Feline Bordetella Infection
Bordetella bronchiseptica is now accepted as an important cause, either primary, or secondary (to respiratory viruses), of upper respiratory infections in cats. It has also been implicated as an infrequent cause of pneumonia. Serious outbreaks have occurred in laboratory cats and in breeding colonies with bronchopneumonia. In such instances crowding, poor ventilation and stresses were considered predisposing factors. The disease is most severe in young cats. Clinical signs include fever, anorexia, coughing, sneezing, nasal and ocular discharge and submandibular lymphadenopathy. Dyspnea and abnormal lung sounds may indicate bronchopneumonic involvement.
Nasal and ocular swabs in viral and bacterial transport media. In the dead animal: Portions of conjunctiva, nasal mucosa, trachea and lungs. Isolation and identification of the viruses that cause feline viral rhinotracheitis and feline calicivirus infection. These viruses grow well in cell cultures and produce characteristic cytopathic changes. The virus of FVR can be identified by the fluorescent antibody (FA) staining of smears from nasal and conjunctival scrapings and from frozen sections of lung. Paired serum samples Virus neutralization tests for FCI and FVR. Bacterial culture, isolation and identification from oropharyngeal and nasal swabs; antimicrobial susceptibility tests can also be used to identify Bordetella infections.
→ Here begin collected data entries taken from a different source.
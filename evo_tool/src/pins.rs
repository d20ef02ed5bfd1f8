//! Pin registry: HAL pin name → I/O node binding.
//!
//! Built from a tree. Immutable after construction; rebuild it after the
//! tree's pins or bit counts change. Lookups are a single `HashMap` probe.

use std::collections::HashMap;
use std::fmt;

use tracing::{debug, warn};

use crate::error::PinError;
use crate::tree::{NodeId, NodeType, Tree};

// ─── Binding ────────────────────────────────────────────────────────

/// Signal flow as seen from the tool.
#[derive(Debug, Clone, Copy, PartialEq, Eq, Hash)]
pub enum Direction {
    Input,
    Output,
}

impl fmt::Display for Direction {
    fn fmt(&self, f: &mut fmt::Formatter<'_>) -> fmt::Result {
        match self {
            Self::Input => write!(f, "in"),
            Self::Output => write!(f, "out"),
        }
    }
}

/// Value type carried by a pin.
#[derive(Debug, Clone, Copy, PartialEq, Eq, Hash)]
pub enum SignalType {
    Bit,
    Float,
}

impl SignalType {
    pub const fn is_digital(self) -> bool {
        matches!(self, Self::Bit)
    }
}

impl fmt::Display for SignalType {
    fn fmt(&self, f: &mut fmt::Formatter<'_>) -> fmt::Result {
        match self {
            Self::Bit => write!(f, "bit"),
            Self::Float => write!(f, "float"),
        }
    }
}

/// One HAL pin bound to an I/O node.
#[derive(Debug, Clone, PartialEq)]
pub struct PinBinding {
    /// Full pin name.
    pub pin: String,
    pub node: NodeId,
    pub node_type: NodeType,
    /// Bit index within the node; 0 for analog and single-bit nodes.
    pub bit: usize,
    pub direction: Direction,
    pub signal: SignalType,
    /// Node path, for diagnostics.
    pub path: String,
}

/// Pin names a node binds: `hal_pin` for one signal, `hal_pin.i` per bit
/// for multi-bit digital nodes. Empty when the node has no pin.
fn pin_names(hal_pin: &str, bit_count: usize) -> Vec<(String, usize)> {
    if hal_pin.is_empty() {
        return Vec::new();
    }
    if bit_count <= 1 {
        return vec![(hal_pin.to_string(), 0)];
    }
    (0..bit_count).map(|i| (format!("{hal_pin}.{i}"), i)).collect()
}

// ─── PinRegistry ────────────────────────────────────────────────────

/// Pin bindings of a tree.
#[derive(Debug, Clone, Default)]
pub struct PinRegistry {
    /// Bindings in tree order.
    bindings: Vec<PinBinding>,
    index: HashMap<String, usize>,
    pub di_count: u16,
    pub do_count: u16,
    pub ai_count: u16,
    pub ao_count: u16,
}

impl PinRegistry {
    /// Walk every I/O node of `tree` and bind its pins.
    ///
    /// Returns the first duplicate pin encountered.
    pub fn from_tree(tree: &Tree) -> Result<Self, PinError> {
        let mut registry = Self::default();

        for (id, node) in tree.iter() {
            let node_type = node.node_type();
            match node_type {
                NodeType::DigitalInput => registry.di_count += 1,
                NodeType::DigitalOutput => registry.do_count += 1,
                NodeType::AnalogInput => registry.ai_count += 1,
                NodeType::AnalogOutput => registry.ao_count += 1,
                _ => continue,
            }

            let (hal_pin, bit_count, signal) = match (node.kind.digital(), node.kind.analog()) {
                (Some(io), _) => (io.hal_pin.as_str(), io.table().bit_count(), SignalType::Bit),
                (_, Some(io)) => (io.hal_pin.as_str(), 1, SignalType::Float),
                _ => continue,
            };
            let direction = if node_type.is_output() {
                Direction::Output
            } else {
                Direction::Input
            };
            let path = tree.path_of(id).unwrap_or_default();

            for (pin, bit) in pin_names(hal_pin, bit_count) {
                if let Some(prev) = registry.index.get(&pin) {
                    let err = PinError::Duplicate {
                        pin,
                        path_a: registry.bindings[*prev].path.clone(),
                        path_b: path,
                    };
                    warn!(error = %err, "pin conflict");
                    return Err(err);
                }
                registry.index.insert(pin.clone(), registry.bindings.len());
                registry.bindings.push(PinBinding {
                    pin,
                    node: id,
                    node_type,
                    bit,
                    direction,
                    signal,
                    path: path.clone(),
                });
            }
        }

        debug!(
            pins = registry.bindings.len(),
            di_count = registry.di_count,
            do_count = registry.do_count,
            ai_count = registry.ai_count,
            ao_count = registry.ao_count,
            "pin registry built"
        );
        Ok(registry)
    }

    /// Look up a binding by pin name.
    pub fn get(&self, pin: &str) -> Option<&PinBinding> {
        self.index.get(pin).map(|i| &self.bindings[*i])
    }

    /// Like [`get`](Self::get), failing for an unbound pin.
    pub fn resolve(&self, pin: &str) -> Result<&PinBinding, PinError> {
        self.get(pin)
            .ok_or_else(|| PinError::UnknownPin(pin.to_string()))
    }

    pub fn has_pin(&self, pin: &str) -> bool {
        self.index.contains_key(pin)
    }

    /// Number of bound pins.
    pub fn pin_count(&self) -> usize {
        self.bindings.len()
    }

    /// All bindings in tree order.
    pub fn pins(&self) -> &[PinBinding] {
        &self.bindings
    }

    /// Bindings of one node, in bit order.
    pub fn pins_of(&self, node: NodeId) -> impl Iterator<Item = &PinBinding> {
        self.bindings.iter().filter(move |b| b.node == node)
    }
}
Symptomatic and supportive; local and systemic broad spectrum antibiotics to reduce secondary bacterial infection.
Feline Bordetella infection: Local and/or systemic administration of an antibiotics preferably indicated by antimicrobial susceptibility tests.
A live, attenuated Bordetella bronchiseptica intranasal vaccine is now available. It can be used in kittens as young as eight weeks of age.